Thereafter, for close upon five thousand words, the poem descends again to the level of a versified tale. It is saved from ruin by subtlety of intellect, striking dramatic verisimilitude, an extraordinary vigour, and occasional lines of real poetry. Retrospectively, apart from the interest, often strained to the utmost, most readers, I fancy, will recall with lingering pleasure only the opening of "The Other Half Rome", the description of Pompilia, "with the patient brow and lamentable smile," with flower-like body, in white hospital array — a child with eyes of infinite pathos, "whether a flower or weed, ruined: who did it shall account to Christ."

In these three introductory books we have the view of the matter taken by those who side with Count Guido, of those who are all for Pompilia, and of the "superior person", impartial because superciliously indifferent, though sufficiently interested to "opine".

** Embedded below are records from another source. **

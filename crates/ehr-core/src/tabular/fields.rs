//! Typed interpretation of individual cells.

use chrono::NaiveDate;

use super::ParseError;

const DATE_FORMAT: &str = "%Y-%m-%d";

/// Parse the date portion of a `YYYY-MM-DD[ time]` cell.
///
/// Anything after the first whitespace (usually a time of day) is ignored
/// and never validated.
pub fn parse_date(text: &str) -> Result<NaiveDate, ParseError> {
    let date = text
        .split_whitespace()
        .next()
        .ok_or_else(|| ParseError::InvalidDate(text.to_string()))?;
    NaiveDate::parse_from_str(date, DATE_FORMAT)
        .map_err(|_| ParseError::InvalidDate(text.to_string()))
}

/// Parse a numeric lab value.
pub fn parse_value(text: &str) -> Result<f64, ParseError> {
    text.trim()
        .parse::<f64>()
        .map_err(|_| ParseError::InvalidNumber(text.to_string()))
}
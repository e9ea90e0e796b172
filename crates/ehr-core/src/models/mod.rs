//! Domain models for patients and their lab results.

mod chart;
mod comparison;
mod lab;
mod patient;

pub use chart::*;
pub use comparison::*;
pub use lab::*;
pub use patient::*;
//! Columnar store: queries run directly over the parsed tables.

use std::path::Path;

use super::RecordStore;
use crate::models::{Lab, Patient};
use crate::query::not_found;
use crate::tabular::{parse_data, LabTable, PatientTable};
use crate::EhrResult;

/// Patient and lab tables queried by column scans.
///
/// Patient lookups find the first row with a matching `PatientID`; lab
/// lookups scan the whole lab table. Cells are only interpreted when a
/// query reads them.
#[derive(Debug, Clone)]
pub struct ColumnarStore {
    patients: PatientTable,
    labs: LabTable,
}

impl ColumnarStore {
    pub fn new(patients: PatientTable, labs: LabTable) -> Self {
        Self { patients, labs }
    }

    /// Parse a patient file and a lab file.
    pub fn load<P: AsRef<Path>, L: AsRef<Path>>(patient_path: P, lab_path: L) -> EhrResult<Self> {
        let (patients, labs) = parse_data(patient_path, lab_path)?;
        Ok(Self::new(patients, labs))
    }

    pub fn patients(&self) -> &PatientTable {
        &self.patients
    }

    pub fn labs(&self) -> &LabTable {
        &self.labs
    }
}

impl RecordStore for ColumnarStore {
    fn lookup_patient(&self, patient_id: &str) -> EhrResult<Patient> {
        let row = self
            .patients
            .position(patient_id)
            .ok_or_else(|| not_found(patient_id))?;
        Ok(self.patients.patient_at(row)?)
    }

    fn contains_patient(&self, patient_id: &str) -> EhrResult<bool> {
        Ok(self.patients.position(patient_id).is_some())
    }

    fn all_labs(&self) -> EhrResult<Vec<Lab>> {
        Ok(self.labs.labs().collect())
    }

    fn labs_for(&self, patient_id: &str) -> EhrResult<Vec<Lab>> {
        Ok(self.labs.labs_for(patient_id))
    }
}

In the ensuing three books a much higher poetic level is reached. In the first, Guido speaks; in the second, Caponsacchi; the third, that lustrous opal set midway in the "Ring", is Pompilia's narrative. Here the three protagonists live and move before our eyes. The sixth book may be said to be the heart of the whole poem. The extreme intellectual subtlety of Guido's plea stands quite unrivalled in poetic literature. In comparing it, for its poetic beauty, with other sections, the reader must bear in mind that in a poem of a dramatic nature the dramatic proprieties must be dominant. It would be obviously inappropriate to make Count Guido Franceschini speak with the dignity of the Pope, with the exquisite pathos of Pompilia, with the ardour, like suppressed molten lava, of Caponsacchi. The self-defence of the latter is a superb piece of dramatic writing. Once or twice the flaming volcano of his heart bursts upward uncontrollably, as when he cries —

"No, sirs, I cannot have the lady dead!
That erect form, flashing brow, fulgurant eye,
That voice immortal (oh, that voice of hers!) —
That vision of the pale electric sword
Angels go armed with — that was not the last
O' the lady. Come, I see through it, you find,
Know the manoeuvre! Also herself said
I had saved her: do you dare say she spoke false?
Let me see for myself if it be so!"

Than the poignant pathos and beauty of "Pompilia", there is nothing more exquisite in our literature. It stands alone. Here at last we have the poet who is the Lancelot to Shakespeare's Arthur. It takes a supreme effort of genius to be as simple as a child. How marvellously, after the almost sublime hypocrisy of the end of Guido's defence, after the beautiful dignity of Caponsacchi's closing words, culminating abruptly in the heart-wrung cry, "O great, just, good God! miserable me!" — how marvellously comes upon the reader the delicate, tearful tenderness of the innocent child-wife —

"I am just seventeen years and five months old,
And, if I lived one day more, three full weeks;
'Tis writ so in the church's register,
Lorenzo in Lucina, all my names
At length, so many names for one poor child,
— Francesca Camilla Vittoria Angela
Pompilia Comparini — laughable!"

Only two writers of our age have depicted women with that imaginative insight which is at once more comprehensive and more illuminative than women's own invision of themselves — Robert Browning and George Meredith, but not even the latter, most subtle and delicate of all analysts of the tragi-comedy of human life, has surpassed "Pompilia". The meeting and the swift uprising of love between Lucy and Richard, in "The Ordeal of Richard Feveral", is, it is true, within the highest reach of prose romance: but between even the loftiest height of prose romance and the altitudes of poetry, there is an impassable gulf.